= Problem to work on =
Isolate every line in the records below with "testing" in it.

━━━ Data records ━━━

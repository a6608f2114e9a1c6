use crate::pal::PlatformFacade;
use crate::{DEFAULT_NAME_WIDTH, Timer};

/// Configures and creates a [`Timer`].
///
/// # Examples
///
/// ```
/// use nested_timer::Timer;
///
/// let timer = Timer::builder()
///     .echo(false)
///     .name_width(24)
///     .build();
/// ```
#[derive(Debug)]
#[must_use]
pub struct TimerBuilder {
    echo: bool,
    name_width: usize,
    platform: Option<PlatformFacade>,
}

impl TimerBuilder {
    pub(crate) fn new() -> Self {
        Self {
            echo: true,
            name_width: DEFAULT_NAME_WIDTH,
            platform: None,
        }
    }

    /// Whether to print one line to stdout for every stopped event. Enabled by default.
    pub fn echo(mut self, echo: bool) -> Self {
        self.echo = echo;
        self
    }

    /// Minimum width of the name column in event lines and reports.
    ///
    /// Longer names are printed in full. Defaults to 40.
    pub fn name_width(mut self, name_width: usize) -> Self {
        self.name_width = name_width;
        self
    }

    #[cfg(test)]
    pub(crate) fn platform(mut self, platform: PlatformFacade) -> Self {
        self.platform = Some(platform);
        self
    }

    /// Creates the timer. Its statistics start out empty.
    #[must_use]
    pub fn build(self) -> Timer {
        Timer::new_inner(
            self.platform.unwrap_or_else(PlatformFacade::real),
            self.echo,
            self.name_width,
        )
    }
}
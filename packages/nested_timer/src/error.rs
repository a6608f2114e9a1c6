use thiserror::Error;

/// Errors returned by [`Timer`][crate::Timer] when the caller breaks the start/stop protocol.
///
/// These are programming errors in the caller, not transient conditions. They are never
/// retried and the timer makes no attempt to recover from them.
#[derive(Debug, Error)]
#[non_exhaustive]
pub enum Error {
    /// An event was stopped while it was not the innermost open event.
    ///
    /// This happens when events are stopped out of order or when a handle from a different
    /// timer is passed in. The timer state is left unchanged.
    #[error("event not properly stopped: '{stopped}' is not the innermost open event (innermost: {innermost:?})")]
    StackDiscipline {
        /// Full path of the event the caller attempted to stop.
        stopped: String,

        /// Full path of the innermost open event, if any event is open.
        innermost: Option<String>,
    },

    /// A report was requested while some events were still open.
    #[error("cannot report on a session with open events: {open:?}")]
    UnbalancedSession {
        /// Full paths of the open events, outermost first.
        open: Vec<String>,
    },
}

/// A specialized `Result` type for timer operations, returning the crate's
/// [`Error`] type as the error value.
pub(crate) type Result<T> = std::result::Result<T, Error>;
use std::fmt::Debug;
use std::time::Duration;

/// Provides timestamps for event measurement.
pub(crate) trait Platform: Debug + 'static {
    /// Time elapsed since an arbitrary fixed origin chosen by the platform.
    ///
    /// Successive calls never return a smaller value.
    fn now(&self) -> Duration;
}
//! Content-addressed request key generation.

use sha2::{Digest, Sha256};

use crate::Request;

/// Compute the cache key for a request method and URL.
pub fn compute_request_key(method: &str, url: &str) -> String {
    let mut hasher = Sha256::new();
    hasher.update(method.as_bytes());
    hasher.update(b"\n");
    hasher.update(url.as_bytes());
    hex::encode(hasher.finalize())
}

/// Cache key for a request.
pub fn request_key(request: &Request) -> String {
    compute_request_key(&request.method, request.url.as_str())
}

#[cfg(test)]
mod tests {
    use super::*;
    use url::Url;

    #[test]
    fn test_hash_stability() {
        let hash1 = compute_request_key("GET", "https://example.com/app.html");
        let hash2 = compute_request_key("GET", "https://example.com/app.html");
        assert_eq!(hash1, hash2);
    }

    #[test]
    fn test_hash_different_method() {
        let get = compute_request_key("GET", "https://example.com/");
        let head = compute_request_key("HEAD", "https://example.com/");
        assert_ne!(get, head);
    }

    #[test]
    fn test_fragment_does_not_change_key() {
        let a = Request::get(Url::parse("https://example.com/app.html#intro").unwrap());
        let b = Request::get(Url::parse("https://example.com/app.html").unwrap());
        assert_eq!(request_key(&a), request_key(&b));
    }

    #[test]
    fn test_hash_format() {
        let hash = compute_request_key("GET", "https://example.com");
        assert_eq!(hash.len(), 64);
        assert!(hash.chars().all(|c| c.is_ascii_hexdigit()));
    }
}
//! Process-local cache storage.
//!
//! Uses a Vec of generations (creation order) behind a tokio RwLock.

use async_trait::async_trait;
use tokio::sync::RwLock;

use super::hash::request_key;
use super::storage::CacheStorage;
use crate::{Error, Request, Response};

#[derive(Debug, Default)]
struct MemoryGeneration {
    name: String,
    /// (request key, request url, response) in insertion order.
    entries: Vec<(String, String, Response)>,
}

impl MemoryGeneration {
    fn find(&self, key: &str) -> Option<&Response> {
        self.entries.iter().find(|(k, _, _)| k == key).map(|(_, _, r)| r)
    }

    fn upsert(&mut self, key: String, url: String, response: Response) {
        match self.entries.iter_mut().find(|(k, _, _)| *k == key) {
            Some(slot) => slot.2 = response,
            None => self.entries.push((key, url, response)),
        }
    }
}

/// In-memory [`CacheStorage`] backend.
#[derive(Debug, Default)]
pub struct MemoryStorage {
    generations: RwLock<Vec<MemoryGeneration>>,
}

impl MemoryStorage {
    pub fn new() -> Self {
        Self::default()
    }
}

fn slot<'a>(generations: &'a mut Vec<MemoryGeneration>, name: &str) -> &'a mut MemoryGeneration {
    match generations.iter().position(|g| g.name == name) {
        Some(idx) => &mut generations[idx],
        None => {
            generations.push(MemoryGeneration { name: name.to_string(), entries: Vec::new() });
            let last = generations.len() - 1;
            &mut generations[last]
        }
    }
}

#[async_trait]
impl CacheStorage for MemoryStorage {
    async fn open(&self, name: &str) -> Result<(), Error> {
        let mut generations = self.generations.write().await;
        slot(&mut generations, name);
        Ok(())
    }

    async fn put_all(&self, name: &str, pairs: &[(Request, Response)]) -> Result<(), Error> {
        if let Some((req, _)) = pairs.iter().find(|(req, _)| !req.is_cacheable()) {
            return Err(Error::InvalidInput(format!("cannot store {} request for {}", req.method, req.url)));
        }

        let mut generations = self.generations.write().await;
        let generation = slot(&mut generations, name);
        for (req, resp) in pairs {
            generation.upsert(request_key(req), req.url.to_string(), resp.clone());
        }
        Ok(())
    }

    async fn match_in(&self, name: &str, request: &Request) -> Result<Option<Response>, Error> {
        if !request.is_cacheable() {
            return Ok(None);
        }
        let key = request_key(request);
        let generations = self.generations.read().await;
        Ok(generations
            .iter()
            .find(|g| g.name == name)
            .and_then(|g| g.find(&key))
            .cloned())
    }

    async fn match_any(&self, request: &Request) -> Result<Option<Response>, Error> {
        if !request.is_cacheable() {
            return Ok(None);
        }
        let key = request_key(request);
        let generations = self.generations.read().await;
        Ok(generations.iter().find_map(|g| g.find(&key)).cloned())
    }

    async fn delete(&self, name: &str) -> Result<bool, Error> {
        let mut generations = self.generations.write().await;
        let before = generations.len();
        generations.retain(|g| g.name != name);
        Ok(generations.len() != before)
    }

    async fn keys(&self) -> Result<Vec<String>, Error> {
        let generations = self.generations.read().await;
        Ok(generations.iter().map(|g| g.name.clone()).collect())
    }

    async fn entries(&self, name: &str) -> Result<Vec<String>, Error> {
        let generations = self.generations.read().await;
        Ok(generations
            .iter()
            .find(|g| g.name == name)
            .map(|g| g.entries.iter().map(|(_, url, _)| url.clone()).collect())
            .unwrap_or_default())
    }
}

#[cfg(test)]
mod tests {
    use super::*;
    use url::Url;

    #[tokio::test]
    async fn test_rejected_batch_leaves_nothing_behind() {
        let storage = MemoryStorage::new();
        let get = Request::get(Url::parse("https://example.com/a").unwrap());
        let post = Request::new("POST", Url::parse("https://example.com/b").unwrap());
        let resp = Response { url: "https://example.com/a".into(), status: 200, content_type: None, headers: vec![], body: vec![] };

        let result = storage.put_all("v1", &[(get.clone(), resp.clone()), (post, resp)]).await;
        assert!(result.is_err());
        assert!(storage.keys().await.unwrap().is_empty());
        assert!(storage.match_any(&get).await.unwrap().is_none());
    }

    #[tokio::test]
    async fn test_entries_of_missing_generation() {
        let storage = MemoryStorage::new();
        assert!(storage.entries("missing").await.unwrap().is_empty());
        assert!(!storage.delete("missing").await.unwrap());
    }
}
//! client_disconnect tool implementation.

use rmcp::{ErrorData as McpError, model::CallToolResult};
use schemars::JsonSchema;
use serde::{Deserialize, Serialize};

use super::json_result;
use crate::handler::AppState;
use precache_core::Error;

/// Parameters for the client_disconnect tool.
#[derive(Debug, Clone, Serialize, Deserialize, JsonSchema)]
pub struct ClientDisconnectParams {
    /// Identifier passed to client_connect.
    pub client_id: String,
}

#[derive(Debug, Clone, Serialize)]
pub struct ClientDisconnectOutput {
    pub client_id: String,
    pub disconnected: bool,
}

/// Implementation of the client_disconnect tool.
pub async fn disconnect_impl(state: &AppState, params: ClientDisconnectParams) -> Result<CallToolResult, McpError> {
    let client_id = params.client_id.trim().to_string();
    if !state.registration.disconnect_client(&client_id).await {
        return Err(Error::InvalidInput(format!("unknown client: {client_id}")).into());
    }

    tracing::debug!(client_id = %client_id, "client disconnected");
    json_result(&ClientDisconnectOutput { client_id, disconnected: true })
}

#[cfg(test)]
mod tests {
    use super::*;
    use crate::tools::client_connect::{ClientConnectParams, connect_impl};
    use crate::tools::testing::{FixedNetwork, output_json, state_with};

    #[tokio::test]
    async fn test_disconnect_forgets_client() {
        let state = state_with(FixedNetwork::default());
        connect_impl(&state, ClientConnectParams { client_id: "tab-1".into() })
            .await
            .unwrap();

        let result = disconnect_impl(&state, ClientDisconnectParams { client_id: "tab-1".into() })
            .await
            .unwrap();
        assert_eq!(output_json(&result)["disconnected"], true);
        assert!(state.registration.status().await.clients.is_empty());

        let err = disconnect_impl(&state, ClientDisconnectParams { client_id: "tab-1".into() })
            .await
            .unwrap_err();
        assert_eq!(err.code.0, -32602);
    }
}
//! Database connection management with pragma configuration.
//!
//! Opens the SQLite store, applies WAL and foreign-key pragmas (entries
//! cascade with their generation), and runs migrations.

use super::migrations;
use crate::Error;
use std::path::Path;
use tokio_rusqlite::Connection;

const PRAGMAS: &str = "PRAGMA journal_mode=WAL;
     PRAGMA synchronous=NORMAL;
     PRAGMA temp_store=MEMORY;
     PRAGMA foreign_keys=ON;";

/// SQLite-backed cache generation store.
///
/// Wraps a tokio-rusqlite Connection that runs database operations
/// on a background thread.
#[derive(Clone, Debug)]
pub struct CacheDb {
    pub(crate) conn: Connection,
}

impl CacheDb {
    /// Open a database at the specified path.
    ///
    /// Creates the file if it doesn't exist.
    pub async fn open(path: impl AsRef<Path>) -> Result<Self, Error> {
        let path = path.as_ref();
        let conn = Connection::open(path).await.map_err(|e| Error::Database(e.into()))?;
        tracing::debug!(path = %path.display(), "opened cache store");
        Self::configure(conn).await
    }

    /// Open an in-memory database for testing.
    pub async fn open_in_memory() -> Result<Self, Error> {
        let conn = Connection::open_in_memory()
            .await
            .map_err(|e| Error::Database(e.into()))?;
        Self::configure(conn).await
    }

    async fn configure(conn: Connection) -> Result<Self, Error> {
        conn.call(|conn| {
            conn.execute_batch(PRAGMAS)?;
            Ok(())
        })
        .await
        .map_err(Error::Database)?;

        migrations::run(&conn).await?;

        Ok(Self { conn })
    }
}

━━━

= Task solution =
    use crate::tools::testing::{FixedNetwork, output_json, state_with};
    /// Open an in-memory database for testing.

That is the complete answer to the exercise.